Gorsas umarmte plötzlich seinen Henker und urinierte, ohne es zu merken. »Adieu, Monsieur de Paris. Wir hätten Freunde werden können.« Schweigend nahm auch Charles den kleinen Mann in die Arme. Gorsas streckte sich. Er suchte Charles’ Ohr. »Wenn Sie mir auf dem Friedhof die Kleider ausziehen«, flüsterte er, »schauen Sie in meiner rechten Westentasche nach. Ich habe etwas für Sie.« Gorsas weinte, als man ihn kopfvoran auf das Brett legte und er die abgetrennten Köpfe unter sich sah. »Der Schmerz ist nur ganz kurz, oder?«, fragte er noch. Dann fiel sein Kopf in den Weidenkorb.

Es folgten mehrere Wäscherinnen, Hilfsknechte und sogar ein Stalljunge, allesamt bitterarme Menschen, die sich nie für Politik interessiert hatten. Ihr einziges Verbrechen bestand darin, einem Royalisten gedient zu haben. Vielleicht war die Hinrichtung von Menschen, die ganz offensichtlich unschuldig waren, Bestandteil der Abschreckung, Bestandteil des Terrors. Zuletzt waren zwei Adlige an der Reihe, die versucht hatten, ihr Vermögen ins Ausland zu transferieren. Es ging sehr schnell. Die Gehilfen arbeiteten routiniert. Als der letzte Kopf in den blutgetränkten Weidenkorb geklatscht war, luden Barre und Firmin die kopflosen Leichen auf den Wagen. Henri warf die losen Köpfe hinterher. Jede Leiche erhielt ihren abgeschlagenen Kopf zwischen die Beine.

Schweigend fuhren Charles und seine Männer zum Friedhof. Es machte Charles etwas aus, dass er Gorsas hatte hinrichten müssen. Er dachte an ihr erstes Zusammentreffen anlässlich der Hinrichtung von Damiens. Damals hatte ihn der kleine Journalist genervt, aber am Ende hatte er ihn doch gemocht. Und jetzt vermisste er ihn.

Auf dem Friedhof entkleideten sie die Leichen und warfen sie in das Massengrab. Desmorets überschüttete sie anschliessend mit Kalk. Die Kleider warfen sie wie immer auf einen Haufen in den Wagen. Nur die Hosen wurden bereits auf dem Friedhof aussortiert, denn die meisten waren mit Fäkalien beschmutzt. Wenn der Kopf abgetrennt wurde, verlor jeder Muskel die Kontrolle. Nur einzelne Nerven zuckten noch wild und täuschten ein bisschen Leben vor. Dann war auch das vorbei.

Zu Hause trugen sie die Kleider in die Scheune. »Geht in die Küche, und macht euch was zu essen«, sagte Charles, »das hier erledigen wir morgen.« Henri und die Gehilfen waren nicht unglücklich darüber. Irgendwie hatten sie langsam genug von all diesem Blut.

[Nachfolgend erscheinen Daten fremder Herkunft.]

//! Access Gate: one place that decides who may read or write a list.
//!
//! [`decide`] is the pure policy; [`AccessGate::resolve`] loads the list and the
//! relations an operation asked for, then applies it.

use std::sync::Arc;

use uuid::Uuid;

use crate::database::models::{TodoList, TodoListShare};
use crate::database::store::{StoreError, TodoStore};
use crate::services::error::{ServiceError, ServiceResult};

/// What an operation needs loaded and which relationship it requires
#[derive(Debug, Clone, Copy, Default, PartialEq, Eq)]
pub struct AccessNeed {
    pub load_items: bool,
    pub load_shares: bool,
    pub require_owner: bool,
    pub require_edit: bool,
}

impl AccessNeed {
    /// Read access, nothing loaded
    pub const fn read() -> Self {
        Self {
            load_items: false,
            load_shares: false,
            require_owner: false,
            require_edit: false,
        }
    }

    pub const fn items(mut self) -> Self {
        self.load_items = true;
        self
    }

    pub const fn shares(mut self) -> Self {
        self.load_shares = true;
        self
    }

    pub const fn owner(mut self) -> Self {
        self.require_owner = true;
        self
    }

    pub const fn edit(mut self) -> Self {
        self.require_edit = true;
        self
    }
}

/// Relationship that granted access
#[derive(Debug, Clone, Copy, PartialEq, Eq)]
pub enum AccessLevel {
    Owner,
    Editor,
    Viewer,
}

#[derive(Debug, Clone, Copy, PartialEq, Eq)]
pub enum AccessDenied {
    OwnerRequired,
    EditRequired,
    NoRelationship,
}

impl AccessDenied {
    pub fn message(&self) -> &'static str {
        match self {
            AccessDenied::OwnerRequired => "You are not the owner of this list",
            AccessDenied::EditRequired => "You are not the owner or lack edit permission to this list",
            AccessDenied::NoRelationship => "You are not the owner or lack view/edit permission to this list",
        }
    }
}

impl From<AccessDenied> for ServiceError {
    fn from(denied: AccessDenied) -> Self {
        ServiceError::forbidden(denied.message())
    }
}

/// The permission policy. Order matters: owner first, then owner-only
/// operations, then the edit requirement, then any share at all.
pub fn decide(
    owner_id: Uuid,
    shares: &[TodoListShare],
    actor: Uuid,
    need: AccessNeed,
) -> Result<AccessLevel, AccessDenied> {
    if actor == owner_id {
        return Ok(AccessLevel::Owner);
    }
    if need.require_owner {
        return Err(AccessDenied::OwnerRequired);
    }

    let grant = shares
        .iter()
        .find(|share| share.shared_with_user_id == actor)
        .map(|share| share.permission);

    let can_edit = grant.map(|p| p.can_edit()).unwrap_or(false);
    if need.require_edit && !can_edit {
        return Err(AccessDenied::EditRequired);
    }

    match grant {
        Some(_) if can_edit => Ok(AccessLevel::Editor),
        Some(_) => Ok(AccessLevel::Viewer),
        None => Err(AccessDenied::NoRelationship),
    }
}

pub struct AccessGate {
    store: Arc<dyn TodoStore>,
}

impl AccessGate {
    pub fn new(store: Arc<dyn TodoStore>) -> Self {
        Self { store }
    }

    /// Fetch the list, load the requested relations and apply [`decide`].
    ///
    /// Non-owners are checked against their own share even when shares were
    /// not requested; in that case only that single share is looked up and
    /// the returned list carries no shares.
    pub async fn resolve(&self, list_id: Uuid, actor: Uuid, need: AccessNeed) -> ServiceResult<(TodoList, AccessLevel)> {
        let failed = |err: StoreError| ServiceError::from_store(err, "resolve_access", Some(list_id), Some(actor));

        let mut list = self
            .store
            .find_list(list_id)
            .await
            .map_err(failed)?
            .ok_or_else(|| ServiceError::not_found("The todo list cannot be found"))?;

        if need.load_items {
            list.items = self.store.list_items(list_id).await.map_err(failed)?;
        }
        if need.load_shares {
            list.shares = self.store.list_shares(list_id).await.map_err(failed)?;
        }

        let decision = if need.load_shares || list.is_owner(actor) {
            decide(list.owner_id, &list.shares, actor, need)
        } else {
            let own: Vec<TodoListShare> = self
                .store
                .find_share(list_id, actor)
                .await
                .map_err(failed)?
                .into_iter()
                .collect();
            decide(list.owner_id, &own, actor, need)
        };

        match decision {
            Ok(level) => {
                tracing::debug!(%list_id, user_id = %actor, ?level, ?need, "Access granted");
                Ok((list, level))
            }
            Err(denied) => {
                tracing::warn!(%list_id, user_id = %actor, ?denied, "Access denied");
                Err(denied.into())
            }
        }
    }
}

#[cfg(test)]
mod tests {
    use super::*;
    use crate::database::memory::MemoryStore;
    use crate::database::models::PermissionType;

    #[derive(Debug, Clone, Copy)]
    enum Role {
        Owner,
        SharedEditor,
        SharedViewer,
        Stranger,
    }

    struct Fixture {
        owner: Uuid,
        editor: Uuid,
        viewer: Uuid,
        stranger: Uuid,
        shares: Vec<TodoListShare>,
    }

    impl Fixture {
        fn new() -> Self {
            let list_id = Uuid::new_v4();
            let editor = Uuid::new_v4();
            let viewer = Uuid::new_v4();
            Self {
                owner: Uuid::new_v4(),
                editor,
                viewer,
                stranger: Uuid::new_v4(),
                shares: vec![
                    TodoListShare::new(list_id, editor, PermissionType::Edit),
                    TodoListShare::new(list_id, viewer, PermissionType::View),
                ],
            }
        }

        fn user(&self, role: Role) -> Uuid {
            match role {
                Role::Owner => self.owner,
                Role::SharedEditor => self.editor,
                Role::SharedViewer => self.viewer,
                Role::Stranger => self.stranger,
            }
        }
    }

    #[test]
    fn decision_table() {
        use AccessDenied::*;
        use AccessLevel::*;

        let f = Fixture::new();
        // (role, require_owner, require_edit, expected)
        let table: Vec<(Role, bool, bool, Result<AccessLevel, AccessDenied>)> = vec![
            (Role::Owner, false, false, Ok(Owner)),
            (Role::Owner, false, true, Ok(Owner)),
            (Role::Owner, true, false, Ok(Owner)),
            (Role::Owner, true, true, Ok(Owner)),
            (Role::SharedEditor, false, false, Ok(Editor)),
            (Role::SharedEditor, false, true, Ok(Editor)),
            (Role::SharedEditor, true, false, Err(OwnerRequired)),
            (Role::SharedEditor, true, true, Err(OwnerRequired)),
            (Role::SharedViewer, false, false, Ok(Viewer)),
            (Role::SharedViewer, false, true, Err(EditRequired)),
            (Role::SharedViewer, true, false, Err(OwnerRequired)),
            (Role::SharedViewer, true, true, Err(OwnerRequired)),
            (Role::Stranger, false, false, Err(NoRelationship)),
            (Role::Stranger, false, true, Err(EditRequired)),
            (Role::Stranger, true, false, Err(OwnerRequired)),
            (Role::Stranger, true, true, Err(OwnerRequired)),
        ];

        for (role, require_owner, require_edit, expected) in table {
            let need = AccessNeed {
                require_owner,
                require_edit,
                ..AccessNeed::read()
            };
            let got = decide(f.owner, &f.shares, f.user(role), need);
            assert_eq!(got, expected, "role={:?} owner={} edit={}", role, require_owner, require_edit);
        }
    }

    #[test]
    fn load_flags_do_not_change_the_decision() {
        let f = Fixture::new();
        for need in [AccessNeed::read().items(), AccessNeed::read().shares(), AccessNeed::read().items().shares()] {
            assert_eq!(decide(f.owner, &[], f.owner, need), Ok(AccessLevel::Owner));
            assert_eq!(decide(f.owner, &f.shares, f.stranger, need), Err(AccessDenied::NoRelationship));
        }
    }

    #[tokio::test]
    async fn resolve_missing_list_is_not_found() {
        let gate = AccessGate::new(Arc::new(MemoryStore::new()));
        let err = gate.resolve(Uuid::new_v4(), Uuid::new_v4(), AccessNeed::read()).await.unwrap_err();
        assert!(matches!(err, ServiceError::NotFound(_)));
    }

    #[tokio::test]
    async fn resolve_checks_own_share_without_loading_all_shares() {
        let store = Arc::new(MemoryStore::new());
        let owner = Uuid::new_v4();
        let viewer = Uuid::new_v4();
        let list = TodoList::new(owner, Some("trip".to_string()));
        store.insert_list(&list).await.unwrap();
        store
            .insert_share(&TodoListShare::new(list.id, viewer, PermissionType::View))
            .await
            .unwrap();
        let gate = AccessGate::new(store);

        let (loaded, level) = gate.resolve(list.id, viewer, AccessNeed::read().items()).await.unwrap();
        assert_eq!(level, AccessLevel::Viewer);
        assert!(loaded.shares.is_empty());

        let err = gate.resolve(list.id, viewer, AccessNeed::read().edit()).await.unwrap_err();
        assert!(matches!(err, ServiceError::Forbidden(_)));
    }

    #[tokio::test]
    async fn resolve_store_failure_is_unknown() {
        let store = Arc::new(MemoryStore::new());
        let list = TodoList::new(Uuid::new_v4(), None);
        store.insert_list(&list).await.unwrap();
        store.inject_failure("list_items");
        let gate = AccessGate::new(store);

        let err = gate.resolve(list.id, list.owner_id, AccessNeed::read().items()).await.unwrap_err();
        assert!(matches!(err, ServiceError::Unknown(_)));
    }
}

Charles blieb allein in der Scheune zurück und griff nach der Piquéweste. Er fand tatsächlich etwas in der rechten Innentasche. Es war ein Dokument, mehrere Seiten lang. Er steckte es in sein Wams und zog sich in seine Pharmacie zurück. Dort nahm er es wieder hervor und dachte lange nach. Schliesslich entschied er sich, es nicht zu lesen. Wenn dieses Dokument Gorsas das Leben gekostet hatte, wollte er es nicht lesen. Er wollte nicht wissen, was darin stand. Was hatte er damit zu schaffen? Er war bloss ein Henker, der Urteile vollstreckte. Er wollte Ruhe haben, seinen Frieden finden. Aber so einfach war das nicht. Die Toten suchten ihn in der Nacht auf. Er hörte sie sprechen, ihre letzten Worte, er sah ihre hilflosen Augen, die ihn anflehten. Und dann hörte er das Heruntersausen des Fallbeils, und er war hellwach.